No, of course you don't do that. I hope. I'll just bet there are lots of fruits and vegetables in your jam-packed trolley. Lean meats and fish, oily fish even (okay, maybe not if you're a vegetarian or vegan). Nuts, beans, rice and wholemeal bread! Something, surely? I'll bet you've got milk or yoghurt or cheese in there, at least. You have? Fantastic! (You probably haven't got kefir culture in there. But you may have buttermilk. Goat's milk, even!)

Let's think about all the ways that dairy products are fantastic. You're gonna feel so good about yourself! First off, protein. Dairy products are rich in protein, right? According to the Nutritiondata website, cheddar cheese has 33 grams per 132 gram serving,2 plain low-fat yoghurt has 13 grams per 245 gram serving,3 and non-fat milk has 8 grams per 247 gram serving.4 That's set against the average adult daily requirement of 46 grams (women) and 56 grams (men) according to the http://www.cdc.gov website.1 Not too shabby!

And what can all that lovely protein do for you, you gorgeous creature? Well, protein is the food constituent that is (clears throat) the BUILDING BLOCK OF THE BODY. Like bricks. Anything need repairing? Building up? Making from scratch? That's right, protein is your boy! (Or amino-acid polymer, anyway.) Your nails are made of protein (keratin), your hair is made of protein, too. Lovely hair and nails, an essential for every girl! (And guy!)

And don't forget about calcium. The wonders of calcium, you never stop hearing about it! Well, I suppose ingesting a fair whack of it beats osteoporosis and your bones giving in to the force of gravity, right? Plus with magnesium it's been alleged it's supposed to help you sleep, relax,5. and is popularly supposed to be good for your nails. (Although this has been disputed, e.g. by I.R. Reid in the New England Journal of Medicine.6 That sounds like kind of a bargain to me! Back to Nutritiondata – cheddar cheese has 95 per cent of the Daily Value per 132 grams, non-fat milk (calcium fortified) has fifty per cent of the Daily Value per 274 grams, and plain yogurt has 45 per cent per 245 grams. See: you had health food in your trolley the whole time and you didn't even know it! Go you!

References.

  1. Centers For Disease Control and Prevention. 'Protein.' http://www.cdc.gov/ Updated 31/10/2011. Link at http://www.cdc.gov/nutrition/everyone/basics/protein.html#How%20much%20protein Accessed 14/09/2012.
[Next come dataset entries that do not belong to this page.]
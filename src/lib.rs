pub mod api_client;
pub mod configuration;
pub mod contract;
pub mod domain;
pub mod fixtures;
pub mod scenarios;
pub mod suite;
pub mod telemetry;
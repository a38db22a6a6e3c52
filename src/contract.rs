//! Assertions encoding the observable contract of the service

use crate::api_client::{ApiResponse, CONTENT_LENGTH, CONTENT_TYPE, NEL};
use crate::domain::{NelPolicy, UserEmailAddress, UserPage, UserRecord};
use crate::fixtures::{JSON_CONTENT_TYPE, expected_nel_policy};
use chrono::NaiveDate;
use reqwest::StatusCode;
use serde::de::DeserializeOwned;
use std::time::Duration;

/// A single unmet expectation.
#[derive(thiserror::Error, Debug, Clone, PartialEq)]
pub enum ContractViolation {
    #[error("Expected status {expected}, got {actual}")]
    UnexpectedStatus { expected: u16, actual: u16 },
    #[error("The `{0}` header is missing")]
    MissingHeader(&'static str),
    #[error("The `{name}` header is {actual:?}, expected {expected:?}")]
    HeaderMismatch {
        name: &'static str,
        expected: String,
        actual: String,
    },
    #[error("The `NEL` header {header:?} is not a NEL policy: {reason}")]
    MalformedNel { header: String, reason: String },
    #[error("The `NEL` policy is {actual:?}, expected {expected:?}")]
    NelMismatch {
        expected: NelPolicy,
        actual: NelPolicy,
    },
    #[error("The body {body:?} is not the expected JSON document: {reason}")]
    MalformedBody { body: String, reason: String },
    #[error("`{field}`: {detail}")]
    BodyMismatch { field: &'static str, detail: String },
    #[error("{message} (took {elapsed:?}, bound {bound:?})")]
    TooSlow {
        message: String,
        elapsed: Duration,
        bound: Duration,
    },
    #[error("Every probed id from {first_id} on answered with a user ({attempts} probes)")]
    NoMissingUser { first_id: u64, attempts: u32 },
}

impl ContractViolation {
    pub fn body_mismatch(field: &'static str, detail: impl Into<String>) -> Self {
        Self::BodyMismatch {
            field,
            detail: detail.into(),
        }
    }
}

/// Fail with a body mismatch on `field` unless `condition` holds.
pub fn ensure(
    condition: bool,
    field: &'static str,
    detail: impl FnOnce() -> String,
) -> Result<(), ContractViolation> {
    if condition {
        Ok(())
    } else {
        Err(ContractViolation::body_mismatch(field, detail()))
    }
}

pub fn check_status(response: &ApiResponse, expected: StatusCode) -> Result<(), ContractViolation> {
    if response.status == expected {
        Ok(())
    } else {
        Err(ContractViolation::UnexpectedStatus {
            expected: expected.as_u16(),
            actual: response.status.as_u16(),
        })
    }
}

pub fn check_header(
    response: &ApiResponse,
    name: &'static str,
    expected: &str,
) -> Result<(), ContractViolation> {
    let actual = response
        .header(name)
        .ok_or(ContractViolation::MissingHeader(name))?;
    if actual == expected {
        Ok(())
    } else {
        Err(ContractViolation::HeaderMismatch {
            name,
            expected: expected.to_string(),
            actual: actual.to_string(),
        })
    }
}

pub fn check_json_content_type(response: &ApiResponse) -> Result<(), ContractViolation> {
    check_header(response, CONTENT_TYPE, JSON_CONTENT_TYPE)
}

/// The `NEL` header must be present and decode to the fixed policy.
pub fn check_nel(response: &ApiResponse) -> Result<(), ContractViolation> {
    let header = response
        .header(NEL)
        .ok_or(ContractViolation::MissingHeader(NEL))?;
    compare_nel(header)
}

/// Same as [`check_nel`], but a response without the header passes.
pub fn check_nel_if_present(response: &ApiResponse) -> Result<(), ContractViolation> {
    match response.header(NEL) {
        Some(header) => compare_nel(header),
        None => Ok(()),
    }
}

fn compare_nel(header: &str) -> Result<(), ContractViolation> {
    let actual =
        NelPolicy::from_header(header).map_err(|e| ContractViolation::MalformedNel {
            header: header.to_string(),
            reason: e.to_string(),
        })?;
    let expected = expected_nel_policy();
    if actual == expected {
        Ok(())
    } else {
        Err(ContractViolation::NelMismatch { expected, actual })
    }
}

pub fn parse_json<T: DeserializeOwned>(response: &ApiResponse) -> Result<T, ContractViolation> {
    response
        .json()
        .map_err(|e| ContractViolation::MalformedBody {
            body: response.text(),
            reason: e.to_string(),
        })
}

/// A 404 from the service carries `{}` and nothing else.
pub fn check_empty_json_object(response: &ApiResponse) -> Result<(), ContractViolation> {
    check_header(response, CONTENT_LENGTH, "2")?;
    let body: serde_json::Value = parse_json(response)?;
    ensure(
        body.as_object().is_some_and(|object| object.is_empty()),
        "body",
        || format!("expected an empty object, got {}", body),
    )
}

pub fn check_empty_body(response: &ApiResponse) -> Result<(), ContractViolation> {
    ensure(response.body.is_empty(), "body", || {
        format!("expected no content, got {:?}", response.text())
    })
}

/// Pagination bookkeeping of the first page.
///
/// `total / per_page` has to come out even and match `total_pages`.
pub fn check_user_page(page: &UserPage) -> Result<(), ContractViolation> {
    ensure(page.total > 0, "total", || {
        format!("expected a positive total, got {}", page.total)
    })?;
    ensure(
        page.per_page > 0
            && page.total % page.per_page == 0
            && page.total / page.per_page == page.total_pages,
        "total_pages",
        || {
            format!(
                "{} users at {} per page do not make {} pages",
                page.total, page.per_page, page.total_pages
            )
        },
    )?;
    ensure(
        page.data.len() as u64 == page.per_page,
        "data",
        || {
            format!(
                "expected {} records, got {}",
                page.per_page,
                page.data.len()
            )
        },
    )?;
    let first = page
        .data
        .first()
        .ok_or_else(|| ContractViolation::body_mismatch("data", "the page is empty"))?;
    ensure(first.id > 0, "data[0].id", || {
        format!("expected a positive id, got {}", first.id)
    })?;
    check_email(&first.email)
}

/// A record fetched by id.
pub fn check_user_record(record: &UserRecord, expected_id: u64) -> Result<(), ContractViolation> {
    ensure(record.id == expected_id, "data.id", || {
        format!("expected {}, got {}", expected_id, record.id)
    })?;
    check_email(&record.email)?;
    ensure(!record.avatar.is_empty(), "data.avatar", || {
        "expected an avatar url, got an empty string".to_string()
    })
}

pub fn check_email(email: &str) -> Result<(), ContractViolation> {
    let email = UserEmailAddress::parse(email.to_string())
        .map_err(|e| ContractViolation::body_mismatch("email", e))?;
    tracing::trace!(email = email.as_ref(), "Email has the expected shape");
    Ok(())
}

/// The first ten characters of an ISO-8601 timestamp must be `today`.
pub fn check_date_is(
    field: &'static str,
    timestamp: &str,
    today: NaiveDate,
) -> Result<(), ContractViolation> {
    let expected = today.format("%Y-%m-%d").to_string();
    ensure(
        timestamp.get(..10) == Some(expected.as_str()),
        field,
        || format!("expected a timestamp on {}, got {:?}", expected, timestamp),
    )
}

/// The response head must have arrived strictly before `bound`.
pub fn check_elapsed_below(
    response: &ApiResponse,
    bound: Duration,
) -> Result<(), ContractViolation> {
    if response.elapsed < bound {
        Ok(())
    } else {
        Err(ContractViolation::TooSlow {
            message: format!("Response time is more than {} sec.", bound.as_secs()),
            elapsed: response.elapsed,
            bound,
        })
    }
}
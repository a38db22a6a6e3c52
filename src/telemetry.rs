use tracing::Subscriber;
use tracing::subscriber::{SetGlobalDefaultError, set_global_default};
use tracing_bunyan_formatter::{BunyanFormattingLayer, JsonStorageLayer};
use tracing_log::LogTracer;
use tracing_log::log::SetLoggerError;
use tracing_subscriber::fmt::MakeWriter;
use tracing_subscriber::{EnvFilter, Registry, layer::SubscriberExt};

#[derive(thiserror::Error, Debug)]
pub enum TelemetryError {
    #[error("Failed to set the log tracer")]
    LogTracer(#[from] SetLoggerError),
    #[error("Failed to set the global tracing subscriber")]
    GlobalDefault(#[from] SetGlobalDefaultError),
}

/// Compose multiple layers into a `tracing`'s subscriber.
///
/// We are using `impl Subscriber` as return type to avoid having to
/// spell out the actual type of the returned subscriber, which is
/// indeed quite complex.
/// `RUST_LOG` takes precedence over `env_filter` when it is set.
pub fn get_subscriber<Sink>(
    name: String,
    env_filter: String,
    sink: Sink,
) -> impl Subscriber + Send + Sync
where
    // This "weird" syntax is a higher-ranked trait bound (HRTB)
    // It basically means that Sink implements the `MakeWriter`
    // trait for all choices of the lifetime parameter `'a`
    Sink: for<'a> MakeWriter<'a> + Send + Sync + 'static,
{
    let env_filter =
        EnvFilter::try_from_default_env().unwrap_or_else(|_| EnvFilter::new(env_filter));
    let formatting_layer = BunyanFormattingLayer::new(name, sink);
    Registry::default()
        .with(env_filter)
        .with(JsonStorageLayer)
        .with(formatting_layer)
}

/// Register a subscriber as global default to process span data.
///
/// It should only be called once!
pub fn init_subscriber(subscriber: impl Subscriber + Send + Sync) -> Result<(), TelemetryError> {
    // Redirect all `log`'s events to our subscriber
    LogTracer::init()?;
    set_global_default(subscriber)?;
    Ok(())
}

pub fn error_chain_fmt(
    e: &impl std::error::Error,
    f: &mut std::fmt::Formatter<'_>,
) -> std::fmt::Result {
    writeln!(f, "{}\n", e)?;
    let mut current = e.source();
    while let Some(cause) = current {
        writeln!(f, "Caused by:\n\t{}", cause)?;
        current = cause.source();
    }
    Ok(())
}
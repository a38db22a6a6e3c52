use crate::api_client::ApiClient;
use serde_aux::field_attributes::deserialize_number_from_string;
use std::time::Duration;

pub const DEFAULT_BASE_URL: &str = "https://reqres.in";
pub const DEFAULT_TIMEOUT_MILLISECONDS: u64 = 5_000;
pub const DEFAULT_USER_ID: u64 = 5;
pub const DEFAULT_BAD_USER_ID: u64 = 23;
pub const DEFAULT_MAX_PROBES: u32 = 10;
pub const DEFAULT_DELAY_SECONDS: u64 = 3;

#[derive(serde::Deserialize, Clone, Debug)]
pub struct Settings {
    pub target: TargetSettings,
    pub suite: SuiteSettings,
}

/// Where the service under test lives and how long we wait for it.
#[derive(serde::Deserialize, Clone, Debug)]
pub struct TargetSettings {
    pub base_url: String,
    #[serde(deserialize_with = "deserialize_number_from_string")]
    pub timeout_milliseconds: u64,
}

impl TargetSettings {
    pub fn timeout(&self) -> Duration {
        Duration::from_millis(self.timeout_milliseconds)
    }

    pub fn client(self) -> Result<ApiClient, reqwest::Error> {
        let timeout = self.timeout();
        ApiClient::new(self.base_url, timeout)
    }
}

/// Identifiers and bounds the scenarios work with.
#[derive(serde::Deserialize, Clone, Debug, PartialEq, Eq)]
pub struct SuiteSettings {
    /// A user that is part of the service's fixture dataset.
    #[serde(deserialize_with = "deserialize_number_from_string")]
    pub user_id: u64,
    /// First id probed when looking for a user that does not exist.
    #[serde(deserialize_with = "deserialize_number_from_string")]
    pub bad_user_id: u64,
    #[serde(deserialize_with = "deserialize_number_from_string")]
    pub max_probes: u32,
    /// Server-side delay requested by the delayed list scenario.
    /// It doubles as the upper bound for the observed response time.
    #[serde(deserialize_with = "deserialize_number_from_string")]
    pub delay_seconds: u64,
}

impl SuiteSettings {
    pub fn latency_bound(&self) -> Duration {
        Duration::from_secs(self.delay_seconds)
    }
}

impl Default for SuiteSettings {
    fn default() -> Self {
        Self {
            user_id: DEFAULT_USER_ID,
            bad_user_id: DEFAULT_BAD_USER_ID,
            max_probes: DEFAULT_MAX_PROBES,
            delay_seconds: DEFAULT_DELAY_SECONDS,
        }
    }
}

/// Load the settings.
///
/// Every value has a built-in default, so no file or environment variable is
/// needed to run against the public service. `configuration/base.yaml` (if
/// present) and `APP_`-prefixed environment variables override them, e.g.
/// `APP_TARGET__BASE_URL=http://127.0.0.1:8080`.
pub fn get_configuration() -> Result<Settings, config::ConfigError> {
    let base_path = std::env::current_dir()
        .map_err(|e| config::ConfigError::Foreign(Box::new(e)))?;
    let configuration_directory = base_path.join("configuration");

    let settings = config::Config::builder()
        .set_default("target.base_url", DEFAULT_BASE_URL)?
        .set_default("target.timeout_milliseconds", DEFAULT_TIMEOUT_MILLISECONDS)?
        .set_default("suite.user_id", DEFAULT_USER_ID)?
        .set_default("suite.bad_user_id", DEFAULT_BAD_USER_ID)?
        .set_default("suite.max_probes", i64::from(DEFAULT_MAX_PROBES))?
        .set_default("suite.delay_seconds", DEFAULT_DELAY_SECONDS)?
        .add_source(
            config::File::from(configuration_directory.join("base.yaml")).required(false),
        )
        // E.g. `APP_SUITE__USER_ID=7` would set `Settings.suite.user_id`
        .add_source(
            config::Environment::with_prefix("APP")
                .prefix_separator("_")
                .separator("__"),
        )
        .build()?;

    settings.try_deserialize::<Settings>()
}
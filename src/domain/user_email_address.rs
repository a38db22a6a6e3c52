use regex::Regex;
use std::sync::LazyLock;

static EMAIL_PATTERN: LazyLock<Regex> = LazyLock::new(|| {
    Regex::new(r"^[\w.+-]+@[\w-]+\.[\w.-]+$").expect("The email pattern is a valid regex")
});

/// An email address as the service renders it in user records.
#[derive(Debug, Clone, PartialEq, Eq)]
pub struct UserEmailAddress(String);

impl UserEmailAddress {
    pub fn parse(s: String) -> Result<UserEmailAddress, String> {
        if EMAIL_PATTERN.is_match(&s) {
            Ok(Self(s))
        } else {
            Err(format!("{} is not a valid user email.", s))
        }
    }
}

impl AsRef<str> for UserEmailAddress {
    fn as_ref(&self) -> &str {
        &self.0
    }
}
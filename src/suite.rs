use crate::api_client::ApiClient;
use crate::configuration::SuiteSettings;
use crate::scenarios::{self, ScenarioError};
use std::time::{Duration, Instant};
use tracing::Instrument;
use uuid::Uuid;

#[derive(Debug, Clone, Copy, PartialEq, Eq)]
pub enum Scenario {
    ListUsers,
    ListUsersIsStable,
    GetUser,
    GetMissingUser,
    CreateUser,
    UpdateUser,
    DeleteUser,
    RegisterUser,
    RegisterUserInvalid,
    DelayedListUsers,
}

impl Scenario {
    /// Every scenario, in the order a full run executes them.
    pub const ALL: [Scenario; 10] = [
        Scenario::ListUsers,
        Scenario::ListUsersIsStable,
        Scenario::GetUser,
        Scenario::GetMissingUser,
        Scenario::CreateUser,
        Scenario::UpdateUser,
        Scenario::DeleteUser,
        Scenario::RegisterUser,
        Scenario::RegisterUserInvalid,
        Scenario::DelayedListUsers,
    ];

    pub fn name(&self) -> &'static str {
        match self {
            Scenario::ListUsers => "list_users",
            Scenario::ListUsersIsStable => "list_users_is_stable",
            Scenario::GetUser => "get_user",
            Scenario::GetMissingUser => "get_missing_user",
            Scenario::CreateUser => "create_user",
            Scenario::UpdateUser => "update_user",
            Scenario::DeleteUser => "delete_user",
            Scenario::RegisterUser => "register_user",
            Scenario::RegisterUserInvalid => "register_user_invalid",
            Scenario::DelayedListUsers => "delayed_list_users",
        }
    }

    pub fn description(&self) -> &'static str {
        match self {
            Scenario::ListUsers => "GET /api/users - list users",
            Scenario::ListUsersIsStable => "GET /api/users twice - same page both times",
            Scenario::GetUser => "GET /api/users/{id} - single user",
            Scenario::GetMissingUser => "GET /api/users/{id} - single user not found",
            Scenario::CreateUser => "POST /api/users - create",
            Scenario::UpdateUser => "PUT /api/users/{id} - update",
            Scenario::DeleteUser => "DELETE /api/users/{id} - delete",
            Scenario::RegisterUser => "POST /api/register - register successful",
            Scenario::RegisterUserInvalid => "POST /api/register - register unsuccessful",
            Scenario::DelayedListUsers => "GET /api/users?delay=N - delayed response",
        }
    }

    pub async fn run(
        self,
        client: &ApiClient,
        settings: &SuiteSettings,
    ) -> Result<(), ScenarioError> {
        match self {
            Scenario::ListUsers => scenarios::list_users(client).await.map(|_| ()),
            Scenario::ListUsersIsStable => scenarios::list_users_is_stable(client).await,
            Scenario::GetUser => scenarios::get_user(client, settings).await,
            Scenario::GetMissingUser => scenarios::get_missing_user(client, settings).await,
            Scenario::CreateUser => scenarios::create_user(client).await,
            Scenario::UpdateUser => scenarios::update_user(client).await,
            Scenario::DeleteUser => scenarios::delete_user(client).await,
            Scenario::RegisterUser => scenarios::register_user(client).await,
            Scenario::RegisterUserInvalid => {
                scenarios::register_user_rejects_invalid_payloads(client).await
            }
            Scenario::DelayedListUsers => scenarios::delayed_list_users(client, settings).await,
        }
    }
}

impl std::fmt::Display for Scenario {
    fn fmt(&self, f: &mut std::fmt::Formatter<'_>) -> std::fmt::Result {
        write!(f, "{}", self.name())
    }
}

#[derive(thiserror::Error, Debug, PartialEq, Eq)]
#[error("Unknown scenario `{0}`")]
pub struct UnknownScenario(pub String);

impl std::str::FromStr for Scenario {
    type Err = UnknownScenario;

    fn from_str(s: &str) -> Result<Self, Self::Err> {
        Scenario::ALL
            .into_iter()
            .find(|scenario| scenario.name() == s)
            .ok_or_else(|| UnknownScenario(s.to_string()))
    }
}

/// Scenarios to run for the given names, all of them if `names` is empty.
///
/// Declaration order wins over the order of `names`, duplicates collapse.
pub fn select_scenarios(names: &[String]) -> Result<Vec<Scenario>, UnknownScenario> {
    if names.is_empty() {
        return Ok(Scenario::ALL.to_vec());
    }
    let requested = names
        .iter()
        .map(|name| name.parse::<Scenario>())
        .collect::<Result<Vec<_>, _>>()?;
    Ok(Scenario::ALL
        .into_iter()
        .filter(|scenario| requested.contains(scenario))
        .collect())
}

#[derive(Debug)]
pub struct ScenarioOutcome {
    pub scenario: Scenario,
    pub duration: Duration,
    pub result: Result<(), ScenarioError>,
}

impl ScenarioOutcome {
    pub fn passed(&self) -> bool {
        self.result.is_ok()
    }
}

/// Process exit status when the suite could not be started at all.
pub const STARTUP_FAILURE_EXIT_CODE: u8 = 2;

#[derive(Debug)]
pub struct SuiteReport {
    pub run_id: Uuid,
    pub outcomes: Vec<ScenarioOutcome>,
}

impl SuiteReport {
    pub fn all_passed(&self) -> bool {
        self.outcomes.iter().all(ScenarioOutcome::passed)
    }

    pub fn failures(&self) -> impl Iterator<Item = &ScenarioOutcome> {
        self.outcomes.iter().filter(|outcome| !outcome.passed())
    }

    /// 0 when every executed scenario passed, 1 otherwise.
    pub fn exit_code(&self) -> u8 {
        if self.all_passed() { 0 } else { 1 }
    }

    pub fn outcome(&self, scenario: Scenario) -> Option<&ScenarioOutcome> {
        self.outcomes
            .iter()
            .find(|outcome| outcome.scenario == scenario)
    }
}

impl std::fmt::Display for SuiteReport {
    fn fmt(&self, f: &mut std::fmt::Formatter<'_>) -> std::fmt::Result {
        for outcome in &self.outcomes {
            let verdict = if outcome.passed() { "ok" } else { "FAILED" };
            writeln!(
                f,
                "{:<24} {:<6} {:>6}ms  {}",
                outcome.scenario.name(),
                verdict,
                outcome.duration.as_millis(),
                outcome.scenario.description()
            )?;
            if let Err(e) = &outcome.result {
                writeln!(f, "    {}", e)?;
                if let ScenarioError::Transport(cause) = e {
                    writeln!(f, "    Caused by: {}", cause)?;
                }
            }
        }
        let failed = self.failures().count();
        write!(
            f,
            "\nrun {}: {} passed; {} failed",
            self.run_id,
            self.outcomes.len() - failed,
            failed
        )
    }
}

/// Run `scenarios` one after the other.
///
/// A failing scenario does not stop the run.
#[tracing::instrument(name = "Running contract suite", skip_all, fields(run_id = tracing::field::Empty))]
pub async fn run_suite(
    client: &ApiClient,
    settings: &SuiteSettings,
    scenarios: &[Scenario],
) -> SuiteReport {
    let run_id = Uuid::new_v4();
    tracing::Span::current().record("run_id", tracing::field::display(run_id));
    tracing::info!(
        "Verifying {} against {} scenarios",
        client.base_url(),
        scenarios.len()
    );

    let mut outcomes = Vec::with_capacity(scenarios.len());
    for &scenario in scenarios {
        let span = tracing::info_span!("Scenario", scenario = scenario.name(), %run_id);
        let started = Instant::now();
        let result = scenario.run(client, settings).instrument(span.clone()).await;
        let duration = started.elapsed();
        span.in_scope(|| match &result {
            Ok(()) => tracing::info!("Scenario passed"),
            Err(e) => tracing::error!(
                error.cause_chain = ?e,
                error.message = %e,
                "Scenario failed"
            ),
        });
        outcomes.push(ScenarioOutcome {
            scenario,
            duration,
            result,
        });
    }

    SuiteReport { run_id, outcomes }
}
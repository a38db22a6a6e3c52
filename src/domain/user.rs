use serde::{Deserialize, Serialize};
use serde_aux::field_attributes::deserialize_string_from_number;

/// Body of `POST /api/users` and `PUT /api/users/{id}`.
#[derive(Debug, Clone, Copy, PartialEq, Eq, Serialize)]
pub struct UserPayload<'a> {
    pub name: &'a str,
    pub job: &'a str,
}

#[derive(Debug, Clone, PartialEq, Eq, Deserialize)]
pub struct UserRecord {
    pub id: u64,
    pub email: String,
    #[serde(default)]
    pub first_name: String,
    #[serde(default)]
    pub last_name: String,
    pub avatar: String,
}

/// One page of `GET /api/users`.
#[derive(Debug, Clone, PartialEq, Eq, Deserialize)]
pub struct UserPage {
    pub page: u64,
    pub per_page: u64,
    pub total: u64,
    pub total_pages: u64,
    pub data: Vec<UserRecord>,
}

/// Body of `GET /api/users/{id}`.
#[derive(Debug, Clone, PartialEq, Eq, Deserialize)]
pub struct SingleUser {
    pub data: UserRecord,
}

/// Echo of a user creation.
///
/// The service hands out ids as strings, but we accept numbers too.
#[derive(Debug, Clone, PartialEq, Eq, Deserialize)]
pub struct CreatedUser {
    pub name: String,
    pub job: String,
    #[serde(deserialize_with = "deserialize_string_from_number")]
    pub id: String,
    #[serde(rename = "createdAt")]
    pub created_at: String,
}

/// Echo of a user update.
#[derive(Debug, Clone, PartialEq, Eq, Deserialize)]
pub struct UpdatedUser {
    pub name: String,
    pub job: String,
    #[serde(rename = "updatedAt")]
    pub updated_at: String,
}
use serde::{Deserialize, Serialize};

/// The only address the service lets register
pub const REGISTERED_EMAIL: &str = "eve.holt@reqres.in";

pub const ERROR_MISSING_EMAIL: &str = "Missing email or username";
pub const ERROR_MISSING_PASSWORD: &str = "Missing password";
pub const ERROR_UNDEFINED_USER: &str = "Note: Only defined users succeed registration";

/// Body of `POST /api/register/`.
#[derive(Debug, Clone, Copy, PartialEq, Eq, Serialize)]
pub struct RegistrationRequest<'a> {
    pub email: &'a str,
    pub password: &'a str,
}

/// Body of a successful registration.
#[derive(Debug, Clone, PartialEq, Eq, Deserialize)]
#[serde(deny_unknown_fields)]
pub struct RegistrationToken {
    pub id: u64,
    pub token: String,
}

/// Body the service returns alongside a 400.
#[derive(Debug, Clone, PartialEq, Eq, Deserialize)]
pub struct ApiErrorBody {
    pub error: String,
}

/// The error message the service answers `request` with, or `None` when the
/// registration is expected to succeed.
///
/// The checks run in a fixed order: a missing email wins over a missing
/// password, which wins over an unknown email.
pub fn expected_registration_error(request: &RegistrationRequest<'_>) -> Option<&'static str> {
    if request.email.is_empty() {
        Some(ERROR_MISSING_EMAIL)
    } else if request.password.is_empty() {
        Some(ERROR_MISSING_PASSWORD)
    } else if request.email != REGISTERED_EMAIL {
        Some(ERROR_UNDEFINED_USER)
    } else {
        None
    }
}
  2. Nutritiondata website. 'Cheese, cheddar.' http://nutritiondata.self.com Updated 2012. Link at http://nutritiondata.self.com/facts/dairy-and-egg-products/8/2. Accessed 14/09/2012.

  3. Nutritiondata website. 'Yogurt, plain, low fat, 12 grams protein per 8 ounce.' http://nutritiondata.self.com Updated 2012. Link at http://nutritiondata.self.com/facts/dairy-and-egg-products/105/2. Accessed 14/09/2012.

  4. Nutritiondata website. 'Milk, fluid, nonfat, calcium fortified (fat free or skim).' http://nutritiondata.self.com Updated 2012. Link at http://nutritiondata.self.com/facts/dairy-and-egg-products/7578/2 Accessed 14/09/2012.

  5. Health.com website. '8 Natural Remedies that may help you sleep.' 2012. Link at http://www.health.com/health/gallery/0,,20306715_2,00.html Accessed 14/09/2012.

  6. IR Reid, M.D. 'Calcium Supplements and Nail Quality.' New England Journal of Medicine. 2000. Volume 343: pp.1817. 14/12/2000.